Problem:
Considering every line below, count those with the word "missing" and give only the result.

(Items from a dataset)
++++++++
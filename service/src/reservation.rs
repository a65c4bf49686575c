//! Slot booking state machine.
//!
//! ```text
//!            book                pay
//! Available ──────▶ Booked ─────────────▶ Sold
//!     ▲               │
//!     └──── unbook ───┘  (explicit, or the watchdog once the hold expires)
//! ```
//!
//! Mutual exclusion between concurrent bookings comes entirely from the
//! ledger's per-row version check. A booking that loses the race re-reads
//! the available slots and tries again, a bounded number of times.

use chrono::SubsecRound;
use crate::outbox::Outbox;
use crate::watchdog::WatchdogHandle;
use std::sync::Arc;
use stockroom_core::command::{BookLine, BookStores, CreateStores, PayStores, UnbookStore};
use stockroom_core::environment::Clock;
use stockroom_core::error::{CatalogError, ConflictKind, StorageError};
use stockroom_core::event_bus::topics;
use stockroom_core::ledger::StoreLedger;
use stockroom_core::message::{CatalogMessage, EventMeta, OrderStatus};
use stockroom_core::model::{MessageType, Store, StoreId};
use stockroom_core::validation::{Validator, ensure_valid};
use stockroom_core::{DateTime, Utc};
use uuid::Uuid;

/// Message of the conflict returned when a product runs out of slots.
pub const NOT_ENOUGH_STORES: &str = "not enough stores";

/// Booking parameters.
#[derive(Debug, Clone, Copy, PartialEq, Eq)]
pub struct ReservationSettings {
    /// How long a booked slot stays held
    pub hold_window: chrono::Duration,
    /// Re-selection attempts after losing a version race
    pub conflict_retries: u32,
}

impl Default for ReservationSettings {
    fn default() -> Self {
        Self {
            hold_window: chrono::Duration::minutes(1),
            conflict_retries: 3,
        }
    }
}

/// Create, book, unbook and sell slots.
pub struct ReservationEngine {
    ledger: Arc<dyn StoreLedger>,
    validator: Arc<dyn Validator>,
    outbox: Outbox,
    watchdog: WatchdogHandle,
    clock: Arc<dyn Clock>,
    settings: ReservationSettings,
}

impl ReservationEngine {
    /// Build the engine.
    #[must_use]
    pub fn new(
        ledger: Arc<dyn StoreLedger>,
        validator: Arc<dyn Validator>,
        outbox: Outbox,
        watchdog: WatchdogHandle,
        clock: Arc<dyn Clock>,
        settings: ReservationSettings,
    ) -> Self {
        Self {
            ledger,
            validator,
            outbox,
            watchdog,
            clock,
            settings,
        }
    }

    /// Allocate `quantity` available slots in one batch.
    ///
    /// Creation times are spaced by a microsecond so insertion order is also
    /// booking order.
    ///
    /// # Errors
    ///
    /// - [`CatalogError::Validation`] for a nil product id or zero quantity
    /// - [`CatalogError::Infrastructure`] if the ledger rejects the batch
    pub async fn create_stores(&self, cmd: CreateStores) -> Result<Vec<Store>, CatalogError> {
        ensure_valid(self.validator.as_ref(), &cmd)?;

        let now = self.clock.now();
        let stores: Vec<Store> = (0..i64::from(cmd.quantity))
            .map(|i| Store::new(cmd.product_id, now + chrono::Duration::microseconds(i)))
            .collect();
        self.ledger.insert_stores(&stores).await?;

        tracing::info!(product_id = %cmd.product_id, count = stores.len(), "Stores created");

        let aggregate_id = *cmd.product_id.as_uuid();
        self.record_slots(MessageType::StoreCreate, now, &stores);
        self.outbox.publish(
            topics::STORE_CREATE_REPLICA,
            CatalogMessage::StoresCreated {
                meta: meta(aggregate_id, MessageType::StoreCreate, now),
                stores: stores.clone(),
            },
        );
        Ok(stores)
    }

    /// Hold slots for every line of an order.
    ///
    /// All or nothing: if any line cannot be satisfied, slots already booked
    /// for earlier lines are released and the order is canceled on the
    /// order-status topic.
    ///
    /// # Errors
    ///
    /// - [`CatalogError::Validation`] for an empty or malformed request
    /// - [`CatalogError::Conflict`] with `"not enough stores"` when a product
    ///   has fewer available slots than requested
    /// - [`CatalogError::Infrastructure`] if the ledger is unavailable
    pub async fn book(&self, cmd: BookStores) -> Result<Vec<Store>, CatalogError> {
        ensure_valid(self.validator.as_ref(), &cmd)?;

        let mut booked: Vec<Store> = Vec::new();
        for line in &cmd.products {
            match self.book_line(line).await {
                Ok(mut stores) => booked.append(&mut stores),
                Err(e) => {
                    tracing::info!(
                        order_id = %cmd.order_id,
                        product_id = %line.product_id,
                        requested = line.quantity,
                        error = %e,
                        "Booking failed, canceling order"
                    );
                    self.compensate(booked).await;
                    self.outbox.publish(
                        topics::ORDER_STATUS,
                        CatalogMessage::OrderStatusChanged {
                            order_id: cmd.order_id,
                            status: OrderStatus::Canceled,
                            status_at: self.clock.now(),
                        },
                    );
                    return Err(e);
                }
            }
        }

        let now = self.clock.now();
        let aggregate_id = *cmd.order_id.as_uuid();
        tracing::info!(order_id = %cmd.order_id, count = booked.len(), "Stores booked");

        self.watchdog.track(&booked);
        self.record_slots(MessageType::StoreBook, now, &booked);
        self.outbox.publish(
            topics::STORE_BOOK_REPLICA,
            CatalogMessage::StoresBooked {
                meta: meta(aggregate_id, MessageType::StoreBook, now),
                order_id: cmd.order_id,
                stores: booked.clone(),
            },
        );
        self.outbox.publish(
            topics::ORDER_STORE_BOOKED,
            CatalogMessage::StoreOrderUpdate {
                order_id: cmd.order_id,
                stores: booked.clone(),
            },
        );
        Ok(booked)
    }

    async fn book_line(&self, line: &BookLine) -> Result<Vec<Store>, CatalogError> {
        let wanted = line.quantity as usize;
        let mut attempt = 0;
        loop {
            let now = self.clock.now();
            let mut stores = self
                .ledger
                .available_stores(line.product_id, line.quantity, now)
                .await?;
            if stores.len() < wanted {
                return Err(CatalogError::conflict(
                    ConflictKind::InsufficientStock,
                    NOT_ENOUGH_STORES,
                ));
            }

            for store in &mut stores {
                store.book(now, self.settings.hold_window);
            }

            match self.ledger.update_stores(&stores).await {
                Ok(()) => return Ok(stores),
                Err(StorageError::VersionConflict { id, .. }) if attempt < self.settings.conflict_retries => {
                    attempt += 1;
                    metrics::counter!("reservation.booking_retries").increment(1);
                    tracing::debug!(
                        product_id = %line.product_id,
                        store_id = %id,
                        attempt,
                        "Lost a booking race, re-selecting"
                    );
                }
                Err(e) => return Err(e.into()),
            }
        }
    }

    /// Release slots booked earlier in a request that then failed.
    async fn compensate(&self, mut booked: Vec<Store>) {
        if booked.is_empty() {
            return;
        }
        let now = self.clock.now();
        for store in &mut booked {
            store.release(now);
        }

        match self.ledger.update_stores(&booked).await {
            Ok(()) => {
                tracing::info!(count = booked.len(), "Released stores of a failed booking");
                self.record_slots(MessageType::StoreUnbook, now, &booked);
                self.outbox.publish(
                    topics::STORE_UNBOOK_REPLICA,
                    CatalogMessage::StoresUnbooked {
                        meta: meta(*booked[0].product_id.as_uuid(), MessageType::StoreUnbook, now),
                        stores: booked,
                    },
                );
            }
            Err(e) => {
                // The holds still lapse on their own once the window passes.
                tracing::error!(count = booked.len(), error = %e, "Failed to release stores of a failed booking");
            }
        }
    }

    /// Clear the hold on one slot.
    ///
    /// A nil id is a silent no-op and yields `None`. So is a command carrying
    /// `hold_until` when the slot no longer holds that exact expiry: the hold
    /// it was aimed at has already been replaced, paid or released.
    ///
    /// # Errors
    ///
    /// - [`CatalogError::NotFound`] if the slot does not exist
    /// - [`CatalogError::Conflict`] if the slot changed concurrently
    /// - [`CatalogError::Infrastructure`] if the ledger is unavailable
    pub async fn unbook(&self, cmd: UnbookStore) -> Result<Option<Store>, CatalogError> {
        if cmd.id.is_nil() {
            return Ok(None);
        }
        ensure_valid(self.validator.as_ref(), &cmd)?;

        let mut store = self
            .ledger
            .find_store(cmd.id)
            .await?
            .ok_or_else(|| missing(cmd.id))?;
        if let Some(expected) = cmd.hold_until {
            // Postgres keeps microseconds only.
            let held = store.booked_at.map(|at| at.trunc_subsecs(6));
            if held != Some(expected.trunc_subsecs(6)) {
                tracing::debug!(
                    store_id = %store.id,
                    expected = %expected,
                    held = ?store.booked_at,
                    "Hold already replaced, skipping unbook"
                );
                return Ok(None);
            }
        }

        let now = self.clock.now();
        store.release(now);
        self.ledger.update_stores(std::slice::from_ref(&store)).await?;

        tracing::info!(store_id = %store.id, version = store.version, "Store unbooked");

        let aggregate_id = *store.product_id.as_uuid();
        self.watchdog.forget(vec![store.id]);
        self.record_slots(MessageType::StoreUnbook, now, std::slice::from_ref(&store));
        self.outbox.publish(
            topics::STORE_UNBOOK_REPLICA,
            CatalogMessage::StoresUnbooked {
                meta: meta(aggregate_id, MessageType::StoreUnbook, now),
                stores: vec![store.clone()],
            },
        );
        Ok(Some(store))
    }

    /// Mark slots as sold.
    ///
    /// Every id must exist; the batch is written atomically.
    ///
    /// # Errors
    ///
    /// - [`CatalogError::Validation`] for an empty list or nil id
    /// - [`CatalogError::NotFound`] naming the first missing slot; nothing
    ///   is written in that case
    /// - [`CatalogError::Conflict`] if any slot changed concurrently
    /// - [`CatalogError::Infrastructure`] if the ledger is unavailable
    pub async fn pay(&self, cmd: PayStores) -> Result<Vec<Store>, CatalogError> {
        ensure_valid(self.validator.as_ref(), &cmd)?;

        let mut stores = Vec::with_capacity(cmd.ids.len());
        for id in &cmd.ids {
            let store = self.ledger.find_store(*id).await?.ok_or_else(|| missing(*id))?;
            stores.push(store);
        }

        let now = self.clock.now();
        for store in &mut stores {
            store.sell(now);
        }
        self.ledger.update_stores(&stores).await?;

        tracing::info!(count = stores.len(), "Stores paid");

        self.watchdog.forget(cmd.ids.clone());
        self.record_slots(MessageType::StorePayment, now, &stores);
        self.outbox.publish(
            topics::STORE_PAYMENT_REPLICA,
            CatalogMessage::StoresPaid {
                meta: meta(*stores[0].product_id.as_uuid(), MessageType::StorePayment, now),
                stores: stores.clone(),
            },
        );
        Ok(stores)
    }

    /// One event-log record per slot, keyed by the slot's product.
    fn record_slots(&self, message_type: MessageType, now: DateTime<Utc>, stores: &[Store]) {
        self.outbox
            .record_each(message_type, now, stores, |store| *store.product_id.as_uuid());
    }
}

const fn meta(aggregate_id: Uuid, message_type: MessageType, timestamp: DateTime<Utc>) -> EventMeta {
    EventMeta {
        aggregate_id,
        message_type,
        timestamp,
    }
}

fn missing(id: StoreId) -> CatalogError {
    CatalogError::not_found(format!("store id: {id} not found"))
}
++++++++
Response for this exercise:
4